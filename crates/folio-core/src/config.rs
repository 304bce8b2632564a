//! Workspace configuration
//!
//! Loaded from TOML; every field has a default so an empty file is valid.
//! `FOLIO_API_BASE_URL` overrides the base URL.

use crate::error::WorkspaceError;
use serde::{Deserialize, Serialize};
use std::path::{Path, PathBuf};
use std::time::Duration;

/// Environment variable overriding [`WorkspaceConfig::api_base_url`]
pub const API_BASE_URL_ENV: &str = "FOLIO_API_BASE_URL";

/// Default base URL of the backing services
pub const DEFAULT_API_BASE_URL: &str = "http://localhost:8003";

/// One entry of the static model capability table
#[derive(Debug, Clone, PartialEq, Eq, Serialize, Deserialize)]
pub struct ModelOption {
    pub name: String,
    /// Human-readable price note
    #[serde(default)]
    pub price: String,
    #[serde(default = "default_true")]
    pub available: bool,
}

fn default_true() -> bool {
    true
}

impl ModelOption {
    #[inline]
    #[must_use]
    pub fn new(name: impl Into<String>, price: impl Into<String>, available: bool) -> Self {
        Self {
            name: name.into(),
            price: price.into(),
            available,
        }
    }
}

/// Default capability table
#[must_use]
pub fn default_models() -> Vec<ModelOption> {
    vec![
        ModelOption::new("gpt-4.1", "Input $2.00 / Cached $0.50 / Output $8.00", true),
        ModelOption::new("gpt-4o", "Input $2.50 / Cached $1.25 / Output $10.00", true),
        ModelOption::new("gpt-3.5-turbo", "Input $0.50 / Output $1.50", true),
        ModelOption::new("gpt-4o-mini", "Input $0.15 / Cached $0.075 / Output $0.60", false),
        ModelOption::new("o1", "Input $15.00 / Cached $7.50 / Output $60.00", false),
    ]
}

/// Workspace configuration
#[derive(Debug, Clone, PartialEq, Eq, Serialize, Deserialize)]
#[serde(default)]
pub struct WorkspaceConfig {
    /// Base URL of the backing store and services
    pub api_base_url: String,
    /// Extensions treated as binary documents (preview + generation)
    pub binary_extensions: Vec<String>,
    /// How long a successful save stays acknowledged
    pub save_ack_window_ms: u64,
    /// How long a verification trigger status stays visible
    pub verification_ack_window_ms: u64,
    /// Where the artifact slot is persisted between sessions
    pub artifact_slot_path: Option<PathBuf>,
    /// Transport timeout; none by default
    pub request_timeout_secs: Option<u64>,
    /// Static model capability table
    pub models: Vec<ModelOption>,
}

impl Default for WorkspaceConfig {
    fn default() -> Self {
        Self {
            api_base_url: DEFAULT_API_BASE_URL.to_string(),
            binary_extensions: vec!["pdf".to_string()],
            save_ack_window_ms: 1500,
            verification_ack_window_ms: 2000,
            artifact_slot_path: None,
            request_timeout_secs: None,
            models: default_models(),
        }
    }
}

impl WorkspaceConfig {
    /// Create default configuration
    #[inline]
    #[must_use]
    pub fn new() -> Self {
        Self::default()
    }

    /// Parse TOML
    ///
    /// # Errors
    /// `WorkspaceError::Configuration` if the document is not valid TOML or
    /// a field has the wrong type
    pub fn from_toml_str(source: &str) -> Result<Self, WorkspaceError> {
        toml::from_str(source).map_err(|e| WorkspaceError::Configuration(e.to_string()))
    }

    /// Read and parse a TOML file
    ///
    /// # Errors
    /// `WorkspaceError::Configuration` if the file cannot be read or parsed
    pub fn load(path: impl AsRef<Path>) -> Result<Self, WorkspaceError> {
        let path = path.as_ref();
        let source = std::fs::read_to_string(path).map_err(|e| {
            WorkspaceError::Configuration(format!("cannot read {}: {e}", path.display()))
        })?;
        Self::from_toml_str(&source)
    }

    /// Default configuration with environment overrides applied
    #[must_use]
    pub fn from_env() -> Self {
        Self::default().with_env_overrides()
    }

    /// Apply environment overrides
    #[must_use]
    pub fn with_env_overrides(mut self) -> Self {
        if let Ok(url) = std::env::var(API_BASE_URL_ENV) {
            if !url.trim().is_empty() {
                self.api_base_url = url;
            }
        }
        self
    }

    /// With base URL
    #[inline]
    #[must_use]
    pub fn with_api_base_url(mut self, url: impl Into<String>) -> Self {
        self.api_base_url = url.into();
        self
    }

    /// With binary extensions
    #[must_use]
    pub fn with_binary_extensions<I, S>(mut self, extensions: I) -> Self
    where
        I: IntoIterator<Item = S>,
        S: Into<String>,
    {
        self.binary_extensions = extensions
            .into_iter()
            .map(|e| e.into().trim_start_matches('.').to_ascii_lowercase())
            .collect();
        self
    }

    /// With acknowledgement windows
    #[inline]
    #[must_use]
    pub fn with_ack_windows(mut self, save: Duration, verification: Duration) -> Self {
        self.save_ack_window_ms = u64::try_from(save.as_millis()).unwrap_or(u64::MAX);
        self.verification_ack_window_ms =
            u64::try_from(verification.as_millis()).unwrap_or(u64::MAX);
        self
    }

    /// With persisted artifact slot
    #[inline]
    #[must_use]
    pub fn with_artifact_slot_path(mut self, path: impl Into<PathBuf>) -> Self {
        self.artifact_slot_path = Some(path.into());
        self
    }

    /// With request timeout
    #[inline]
    #[must_use]
    pub fn with_request_timeout(mut self, timeout: Duration) -> Self {
        self.request_timeout_secs = Some(timeout.as_secs());
        self
    }

    /// With model capability table
    #[inline]
    #[must_use]
    pub fn with_models(mut self, models: Vec<ModelOption>) -> Self {
        self.models = models;
        self
    }

    #[inline]
    #[must_use]
    pub fn save_ack_window(&self) -> Duration {
        Duration::from_millis(self.save_ack_window_ms)
    }

    #[inline]
    #[must_use]
    pub fn verification_ack_window(&self) -> Duration {
        Duration::from_millis(self.verification_ack_window_ms)
    }

    #[inline]
    #[must_use]
    pub fn request_timeout(&self) -> Option<Duration> {
        self.request_timeout_secs.map(Duration::from_secs)
    }
}

#[cfg(test)]
mod tests {
    use super::*;
    use pretty_assertions::assert_eq;
    use std::io::Write;

    #[test]
    fn defaults() {
        let config = WorkspaceConfig::new();
        assert_eq!(config.api_base_url, "http://localhost:8003");
        assert_eq!(config.binary_extensions, vec!["pdf"]);
        assert_eq!(config.save_ack_window(), Duration::from_millis(1500));
        assert_eq!(config.verification_ack_window(), Duration::from_millis(2000));
        assert!(config.request_timeout().is_none());
        assert!(config.models.iter().any(|m| m.name == "gpt-4o-mini" && !m.available));
    }

    #[test]
    fn empty_toml_is_default() {
        assert_eq!(WorkspaceConfig::from_toml_str("").unwrap(), WorkspaceConfig::default());
    }

    #[test]
    fn partial_toml_keeps_other_defaults() {
        let config = WorkspaceConfig::from_toml_str(
            r#"
            api_base_url = "http://backend:9000"
            save_ack_window_ms = 10

            [[models]]
            name = "local-llm"
            "#,
        )
        .unwrap();

        assert_eq!(config.api_base_url, "http://backend:9000");
        assert_eq!(config.save_ack_window_ms, 10);
        assert_eq!(config.verification_ack_window_ms, 2000);
        assert_eq!(config.models, vec![ModelOption::new("local-llm", "", true)]);
    }

    #[test]
    fn invalid_toml_is_configuration_error() {
        let err = WorkspaceConfig::from_toml_str("save_ack_window_ms = \"soon\"").unwrap_err();
        assert!(matches!(err, WorkspaceError::Configuration(_)));
    }

    #[test]
    fn load_from_file() {
        let mut file = tempfile::NamedTempFile::new().unwrap();
        writeln!(file, "binary_extensions = [\"pdf\", \"epub\"]").unwrap();

        let config = WorkspaceConfig::load(file.path()).unwrap();
        assert_eq!(config.binary_extensions, vec!["pdf", "epub"]);

        assert!(WorkspaceConfig::load("/nonexistent/folio.toml").is_err());
    }

    #[test]
    fn builder_normalizes_extensions() {
        let config = WorkspaceConfig::new().with_binary_extensions([".PDF", "Djvu"]);
        assert_eq!(config.binary_extensions, vec!["pdf", "djvu"]);
    }
}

◆ ◆ ◆ ◆

* Task objective *
Give only the number of lines in the listing above that include the string "const".

* Output for this task *
2